* Activity *
Search the data for the string "async" and extract every line where it appears.

Dataset entries:

☆ ☆ ☆

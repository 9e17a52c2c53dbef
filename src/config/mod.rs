//! Application configuration and constants.
//!
//! This module provides:
//! - Configuration constants (timeouts, default selectors, layout widths)
//! - CLI option types and parsing
//! - The library `Config` built from parsed options

mod constants;
mod types;

// Re-export all constants
pub use constants::*;
pub use types::{Config, LogFormat, LogLevel, Opt, OutputFormat};
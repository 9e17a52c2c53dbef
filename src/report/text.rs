//! Text report: bordered section headers and aligned status lines.

use std::io::{self, Write};

use colored::*;
use strum::IntoEnumIterator;

use crate::config::{HEADER_RULE_CHAR, HEADER_WIDTH, LABEL_WIDTH};
use crate::models::{CheckKind, CheckReport, Finding, Status};

fn paint_status(status: Status, color: bool) -> String {
    let text = status.to_string();
    if !color {
        return text;
    }
    match status {
        Status::Pass => text.green().bold().to_string(),
        Status::Warn => text.yellow().bold().to_string(),
        Status::Fail => text.red().bold().to_string(),
    }
}

fn rule() -> String {
    HEADER_RULE_CHAR.to_string().repeat(HEADER_WIDTH)
}

/// Formats a section header: a leading blank line, then the title centered
/// between two rules.
pub fn format_header(title: &str, color: bool) -> String {
    let centered = format!("{:^width$}", title, width = HEADER_WIDTH);
    let centered = if color {
        centered.cyan().bold().to_string()
    } else {
        centered
    };
    format!("\n{}\n{}\n{}", rule(), centered, rule())
}

/// Formats one finding as `<label> [<STATUS>] <message>`.
///
/// The bracketed tag is printed with or without color.
pub fn format_status_line(finding: &Finding, color: bool) -> String {
    format!(
        "{:<width$} [{}] {}",
        finding.label,
        paint_status(finding.status, color),
        finding.message,
        width = LABEL_WIDTH
    )
}

/// Writes the full text report.
pub fn render_text<W: Write>(report: &CheckReport, color: bool, out: &mut W) -> io::Result<()> {
    writeln!(out, "\nChecking records for {}...", report.domain)?;
    for check in CheckKind::iter() {
        writeln!(out, "{}", format_header(check.title(), color))?;
        for finding in report.findings_for(check) {
            writeln!(out, "{}", format_status_line(finding, color))?;
        }
    }
    writeln!(out, "{}", format_header("Check Complete", color))?;
    Ok(())
}
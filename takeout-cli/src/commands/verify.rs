use std::fs;
use std::path::{Path, PathBuf};

use anyhow::{Context as _, Result};
use clap::Args;
use colored::Colorize;
use indicatif::{ProgressBar, ProgressStyle};
use serde::Serialize;
use takeout_core::{CoreError, CryptoBackend, VerifiedExport, verify_and_decrypt};

use super::Context;
use super::helpers::{ensure_public_key, fetch_public_key, open_backend, passphrase_or_prompt};
use crate::config::Config;
use crate::output::{print_error, print_info, print_json, print_success};

const PREVIEW_LINES: usize = 5;

#[derive(Args)]
pub struct VerifyArgs {
    /// Export archive (.zip) downloaded from the server
    pub archive: PathBuf,
    /// Trusted public key file to verify against
    #[arg(long, conflicts_with = "fetch_key")]
    pub public_key: Option<PathBuf>,
    /// Download the trusted public key from --server
    #[arg(long)]
    pub fetch_key: bool,
    /// Passphrase for the decryption key
    #[arg(long, env = "TAKEOUT_PASSPHRASE", hide_env_values = true)]
    pub passphrase: Option<String>,
    /// Where to write the payload and signature
    #[arg(long)]
    pub out_dir: Option<PathBuf>,
}

#[derive(Serialize)]
struct VerifyOutput<'a> {
    #[serde(flatten)]
    export: &'a VerifiedExport,
    payload_path: String,
    signature_path: String,
    preview: Vec<&'a str>,
}

pub async fn run(args: VerifyArgs, ctx: &Context) -> Result<()> {
    let config = Config::load()?;
    let backend = open_backend(ctx, &config)?;

    let container = fs::read(&args.archive)
        .with_context(|| format!("Failed to read {}", args.archive.display()))?;

    let trusted_key = if let Some(path) = &args.public_key {
        let text = fs::read_to_string(path)
            .with_context(|| format!("Failed to read {}", path.display()))?;
        ensure_public_key(&text)?;
        Some(text)
    } else if args.fetch_key {
        let server = super::helpers::resolve_server_url(ctx, &config)?;
        Some(fetch_public_key(&server).await?)
    } else {
        None
    };

    let export = decrypt_with_retry(
        backend.as_ref(),
        &container,
        trusted_key.as_deref(),
        args.passphrase,
        ctx.json_output,
    )
    .await?;

    let out_dir = args
        .out_dir
        .or_else(|| config.output_dir.as_ref().map(PathBuf::from))
        .unwrap_or_else(|| PathBuf::from("."));
    let (payload_path, signature_path) = write_outputs(&out_dir, &export)?;
    let preview = export.preview(PREVIEW_LINES);

    if ctx.json_output {
        print_json(&VerifyOutput {
            export: &export,
            payload_path: payload_path.display().to_string(),
            signature_path: signature_path.display().to_string(),
            preview,
        })?;
    } else {
        if export.valid {
            print_success("Signature is valid");
        } else {
            print_error("Signature verification FAILED");
        }
        for line in export.diagnostics.lines() {
            println!("  {}", line.dimmed());
        }
        if ctx.debug && !export.valid {
            eprintln!("{}", export.signature.bright_black());
        }

        print_info(format!(
            "{} {} → {}",
            if export.encrypted { "Decrypted" } else { "Extracted" },
            export.payload_name,
            payload_path.display()
        ));
        print_info(format!("Signature → {}", signature_path.display()));

        if preview.is_empty() {
            println!("  {}", "(binary or empty payload)".bright_black());
        } else {
            println!("{}", format!("First {PREVIEW_LINES} lines:").bold());
            for line in preview {
                println!("  {line}");
            }
        }
    }

    if !export.valid {
        anyhow::bail!("Signature verification failed for {}", args.archive.display());
    }
    Ok(())
}

/// Try without a passphrase first; prompt only if the key turns out to need one
async fn decrypt_with_retry(
    backend: &dyn CryptoBackend,
    container: &[u8],
    trusted_key: Option<&str>,
    passphrase: Option<String>,
    quiet: bool,
) -> Result<VerifiedExport> {
    let spinner = |msg: &'static str| {
        (!quiet).then(|| {
            let pb = ProgressBar::new_spinner();
            pb.set_style(ProgressStyle::default_spinner());
            pb.set_message(msg);
            pb.enable_steady_tick(std::time::Duration::from_millis(100));
            pb
        })
    };

    let pb = spinner("Decrypting and verifying...");
    let first = verify_and_decrypt(backend, container, trusted_key, passphrase.as_deref()).await;
    if let Some(pb) = &pb {
        pb.finish_and_clear();
    }

    match first {
        Err(CoreError::Passphrase(_)) if passphrase.is_none() => {
            let Some(passphrase) = passphrase_or_prompt(None, "Key passphrase")? else {
                anyhow::bail!("The decryption key is passphrase protected; pass --passphrase");
            };
            let pb = spinner("Decrypting and verifying...");
            let second =
                verify_and_decrypt(backend, container, trusted_key, Some(&passphrase)).await;
            if let Some(pb) = &pb {
                pb.finish_and_clear();
            }
            second.context("Decryption failed (wrong passphrase?)")
        }
        other => other.context("Failed to decrypt or verify export"),
    }
}

/// Write the payload and signature under their member names
fn write_outputs(out_dir: &Path, export: &VerifiedExport) -> Result<(PathBuf, PathBuf)> {
    fs::create_dir_all(out_dir)
        .with_context(|| format!("Failed to create {}", out_dir.display()))?;

    let payload_path = out_dir.join(base_name(&export.payload_name)?);
    fs::write(&payload_path, &export.plaintext)
        .with_context(|| format!("Failed to write {}", payload_path.display()))?;

    let signature_path = out_dir.join(base_name(&export.signature_name)?);
    fs::write(&signature_path, &export.signature)
        .with_context(|| format!("Failed to write {}", signature_path.display()))?;

    Ok((payload_path, signature_path))
}

fn base_name(member: &str) -> Result<&Path> {
    Path::new(member)
        .file_name()
        .map(Path::new)
        .ok_or_else(|| anyhow::anyhow!("Archive member '{member}' has no usable file name"))
}

#[cfg(test)]
mod tests {
    use super::*;
    use takeout_proto::DumpFormat;

    fn export() -> VerifiedExport {
        VerifiedExport {
            payload_name: "alice_export.sql".into(),
            signature_name: "alice_export.sql.asc".into(),
            signature: "----- BEGIN TAKEOUT SIGNATURE -----\n".into(),
            plaintext: b"-- one\n-- two\n".to_vec(),
            format: Some(DumpFormat::Sql),
            encrypted: false,
            valid: true,
            signer: None,
            diagnostics: String::new(),
        }
    }

    #[test]
    fn test_write_outputs_uses_member_names() {
        let dir = tempfile::tempdir().unwrap();
        let out = dir.path().join("nested");
        let (payload, signature) = write_outputs(&out, &export()).unwrap();

        assert_eq!(payload, out.join("alice_export.sql"));
        assert_eq!(fs::read(&payload).unwrap(), b"-- one\n-- two\n");
        assert!(
            fs::read_to_string(signature)
                .unwrap()
                .starts_with("----- BEGIN TAKEOUT SIGNATURE")
        );
    }

    #[test]
    fn test_base_name_strips_directories() {
        assert_eq!(base_name("a/b/c.sql").unwrap(), Path::new("c.sql"));
        assert!(base_name("..").is_err());
    }
}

☆ ☆ ☆

* Result of the exercise *
pub async fn run(args: VerifyArgs, ctx: &Context) -> Result<()> {
async fn decrypt_with_retry(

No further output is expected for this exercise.